### YOUR GOAL
All that should be output is the block of lines below from the line with "0.0, zeros: Vec::new()" to the line with "if minute_complete &&", both included, exactly as written.

== EXTRACTED MATERIAL

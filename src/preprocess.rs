//! Raw fix cleanup ahead of segmentation.
//!
//! Repeated positions and physically implausible speeds come from the
//! receiver, not from the traveller, and would otherwise skew both time
//! reconstruction and mode classification.

use std::collections::{BTreeMap, HashSet};

use log::info;

use crate::GpsFix;

/// Configuration for fix cleanup
#[derive(Debug, Clone)]
#[cfg_attr(feature = "serde", derive(serde::Serialize, serde::Deserialize))]
pub struct PreprocessConfig {
    /// Fixes reporting more than this speed are dropped (km/h).
    /// Default: 180.0
    pub max_speed_kmh: f64,
    /// Drop fixes whose latitude/longitude repeat an earlier fix.
    /// Default: true
    pub drop_duplicate_positions: bool,
}

impl Default for PreprocessConfig {
    fn default() -> Self {
        Self {
            max_speed_kmh: 180.0,
            drop_duplicate_positions: true,
        }
    }
}

/// Remove invalid fixes, repeated positions (first one wins) and speed
/// outliers. Input order is preserved.
pub fn preprocess(fixes: &[GpsFix], config: &PreprocessConfig) -> Vec<GpsFix> {
    let mut seen: HashSet<(u64, u64)> = HashSet::new();

    let kept: Vec<GpsFix> = fixes
        .iter()
        .filter(|f| f.is_valid())
        .filter(|f| {
            !config.drop_duplicate_positions
                || seen.insert((f.latitude.to_bits(), f.longitude.to_bits()))
        })
        .filter(|f| f.speed_kmh <= config.max_speed_kmh)
        .cloned()
        .collect();

    if kept.len() != fixes.len() {
        info!("Preprocess dropped {} of {} fixes", fixes.len() - kept.len(), fixes.len());
    }
    kept
}

/// Partition a mixed stream by serial id, each device's fixes sorted by
/// record id.
pub fn group_by_serial(fixes: Vec<GpsFix>) -> BTreeMap<String, Vec<GpsFix>> {
    let mut groups: BTreeMap<String, Vec<GpsFix>> = BTreeMap::new();
    for fix in fixes {
        groups.entry(fix.serial_id.clone()).or_default().push(fix);
    }
    for group in groups.values_mut() {
        group.sort_by_key(|f| f.record_id);
    }
    groups
}
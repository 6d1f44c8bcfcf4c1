//! Elapsed-time reconstruction for minute-resolution fixes.
//!
//! Devices report local time only to the minute. Within each minute the
//! seconds are rebuilt from the distance to the next fix divided by the
//! reported speed, accumulated over the fixes of that minute. Stationary
//! fixes carry no usable speed, so once a minute is complete they share
//! whatever is left of it evenly.
//!
//! Speed and distance come from independent, noisy sensors, so the rebuilt
//! offset may exceed the minute. It is clamped rather than rejected.

use chrono::{Duration, NaiveDateTime};
use log::debug;

use crate::error::{PipelineError, Result};
use crate::geo_utils::travel_seconds;
use crate::GpsFix;

/// `month/day/year hour:minute`, as written by the tracking devices.
const LOCAL_TIME_FORMAT: &str = "%m/%d/%Y %H:%M";

/// Time a completed minute is assumed to cover when sharing it out.
const MINUTE_SPAN_SECS: f64 = 59.99;

/// Parse a device timestamp. Text after the minute (e.g. `:SS`) is ignored.
///
/// ```
/// use episode_router::timing::parse_local_timestamp;
/// let t = parse_local_timestamp("3/7/2023 9:05").unwrap();
/// assert_eq!(t.to_string(), "2023-03-07 09:05:00");
/// ```
pub fn parse_local_timestamp(value: &str) -> Option<NaiveDateTime> {
    NaiveDateTime::parse_and_remainder(value.trim(), LOCAL_TIME_FORMAT)
        .ok()
        .map(|(t, _)| t)
}

/// Signed seconds from `earlier` to `later`, with microsecond precision.
pub fn seconds_between(earlier: NaiveDateTime, later: NaiveDateTime) -> f64 {
    let delta = later.signed_duration_since(earlier);
    match delta.num_microseconds() {
        Some(us) => us as f64 / 1e6,
        None => delta.num_seconds() as f64,
    }
}

/// Fixes that share one reported minute.
struct MinuteBucket {
    minute: NaiveDateTime,
    members: Vec<usize>,
    /// Seconds accumulated by moving fixes.
    sum: f64,
    /// Stationary fixes waiting for their share of the minute.
    zeros: Vec<usize>,
}

impl MinuteBucket {
    fn new(minute: NaiveDateTime) -> Self {
        Self { minute, members: Vec::new(), sum: 0.0, zeros: Vec::new() }
    }

    /// Settle the bucket: hand out the remaining minute to stationary fixes
    /// (only once the minute is known to be complete) and turn per-fix
    /// seconds into running offsets from the start of the minute.
    fn flush(self, seconds: &mut [f64], offsets: &mut [f64], minute_complete: bool) {
        if minute_complete && !self.zeros.is_empty() {
            let share = (self.sum.max(MINUTE_SPAN_SECS) - self.sum) / self.zeros.len() as f64;
            for &i in &self.zeros {
                seconds[i] = share;
            }
        }

        let mut running = 0.0;
        for &i in &self.members {
            running += seconds[i];
            offsets[i] = running;
        }
    }
}

/// Rebuild a precise timestamp for every fix.
///
/// Fails on the first fix whose local time cannot be parsed: skipping it
/// would shift every later minute bucket.
pub fn reconstruct_times(fixes: &[GpsFix]) -> Result<Vec<NaiveDateTime>> {
    let minutes = fixes
        .iter()
        .map(|f| {
            parse_local_timestamp(&f.local_time).ok_or_else(|| PipelineError::InvalidTimestamp {
                record_id: f.record_id,
                value: f.local_time.clone(),
            })
        })
        .collect::<Result<Vec<_>>>()?;

    let n = fixes.len();
    let mut seconds = vec![0.0; n];
    let mut offsets = vec![0.0; n];
    let mut bucket: Option<MinuteBucket> = None;

    for i in 0..n {
        let mut current = match bucket.take() {
            Some(b) if b.minute == minutes[i] => b,
            Some(b) => {
                b.flush(&mut seconds, &mut offsets, true);
                MinuteBucket::new(minutes[i])
            }
            None => MinuteBucket::new(minutes[i]),
        };

        let speed = fixes[i].speed_kmh;
        if speed == 0.0 {
            current.zeros.push(i);
        } else if i + 1 < n {
            seconds[i] = travel_seconds(&fixes[i], &fixes[i + 1], speed);
            current.sum += seconds[i];
        }
        current.members.push(i);
        bucket = Some(current);
    }

    // The last minute may still be running, so its stationary fixes keep 0.
    if let Some(b) = bucket {
        b.flush(&mut seconds, &mut offsets, false);
    }

    minutes
        .iter()
        .zip(offsets.iter())
        .zip(fixes.iter())
        .map(|((minute, offset), fix)| {
            let (second, micros) = split_offset(*offset);
            minute
                .checked_add_signed(Duration::seconds(second) + Duration::microseconds(micros))
                .ok_or(PipelineError::InvalidTime { record_id: fix.record_id })
        })
        .collect()
}

/// Whole seconds clamped to 59 plus the sub-second remainder clamped to
/// the microsecond field's range.
fn split_offset(offset: f64) -> (i64, i64) {
    if !offset.is_finite() || offset <= 0.0 {
        return (0, 0);
    }
    let second = offset.floor().min(59.0);
    let micros = ((offset - second) * 1e6).floor().clamp(0.0, 999_999.0);
    if offset >= 60.0 {
        debug!("Clamped implausible intra-minute offset of {:.2}s", offset);
    }
    (second as i64, micros as i64)
}
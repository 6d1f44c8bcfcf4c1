//! Basic example of running one device through the pipeline.
//!
//! Run with: RUST_LOG=info cargo run --example basic_pipeline

use episode_router::{
    process_device, EdgeId, GpsFix, NetworkEdge, NetworkNode, PipelineConfig, RoadNetwork,
    RouteStatus,
};

fn main() {
    env_logger::init();

    // Two blocks east along King St, then north up Bay St
    let nodes = vec![
        NetworkNode { id: 1, lon: -79.9250, lat: 43.2600 },
        NetworkNode { id: 2, lon: -79.9225, lat: 43.2600 },
        NetworkNode { id: 3, lon: -79.9200, lat: 43.2600 },
        NetworkNode { id: 4, lon: -79.9200, lat: 43.2618 },
    ];
    let edge = |u, v, name: &str| NetworkEdge {
        id: EdgeId::new(u, v, 0),
        geometry: vec![],
        name: Some(name.to_string()),
        length: None,
    };
    let edges = vec![edge(1, 2, "King St"), edge(2, 3, "King St"), edge(3, 4, "Bay St")];
    let network = match RoadNetwork::new(nodes, edges) {
        Ok(n) => n,
        Err(e) => {
            eprintln!("Invalid network: {}", e);
            return;
        }
    };

    // Parked, driving at 36 km/h with a fix every ~20 m, parked again
    let mut fixes = Vec::new();
    let mut id = 1;
    let mut push = |minute: u32, lat: f64, lon: f64, speed: f64| {
        let time = format!("3/14/2023 10:{:02}", minute);
        fixes.push(GpsFix::new(id, "dev-1", &time, lat, lon, speed));
        id += 1;
    };
    for m in 0..4 {
        push(m, 43.2600 + m as f64 * 1e-6, -79.9250, 0.0);
    }
    for k in 0..20 {
        push(4 + k / 30, 43.2600, -79.9248 + k as f64 * 0.00024, 36.0);
    }
    for k in 0..8 {
        push(5 + k / 30, 43.26002 + k as f64 * 0.0002, -79.9200, 36.0);
    }
    for m in 0..4 {
        push(7 + m, 43.2616 + m as f64 * 1e-6, -79.9200, 0.0);
    }

    let output = match process_device("dev-1", &fixes, &network, &PipelineConfig::default()) {
        Ok(o) => o,
        Err(e) => {
            eprintln!("Pipeline failed: {}", e);
            return;
        }
    };

    println!("Episodes for {}:", output.serial_id);
    for episode in &output.episodes {
        println!(
            "  {:>5} fixes {:>2}..={:<2}{}",
            episode.mode,
            episode.start_index,
            episode.end_index,
            if episode.forced_by_gap { " (sensor gap)" } else { "" }
        );
    }
    println!("Trip points: {}, stop points: {}\n", output.trip.len(), output.stops.points.len());

    match &output.status {
        RouteStatus::Routed { route, variables, gaps, unfilled, .. } => {
            println!("Route: {} vertices over {} edges", route.line.0.len(), route.edges.len());
            println!("Gaps filled: {}, left open: {}", gaps.len(), unfilled.len());
            println!("  distance:      {:.0} m", variables.distance);
            println!(
                "  turns:         {} left, {} right",
                variables.left_turns, variables.right_turns
            );
            println!("  streets:       {}", variables.num_streets);
            println!(
                "  longest leg:   {} ({:.0} m)",
                variables.longest_leg_street.as_deref().unwrap_or("unnamed"),
                variables.longest_leg_length
            );
        }
        RouteStatus::Skipped(reason) => println!("No route: {:?}", reason),
    }
}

====

### RESULT OF THE TASK
        Self { minute, members: Vec::new(), sum: 0.0, zeros: Vec::new() }
    }

    /// Settle the bucket: hand out the remaining minute to stationary fixes
    /// (only once the minute is known to be complete) and turn per-fix
    /// seconds into running offsets from the start of the minute.
    fn flush(self, seconds: &mut [f64], offsets: &mut [f64], minute_complete: bool) {
        if minute_complete && !self.zeros.is_empty() {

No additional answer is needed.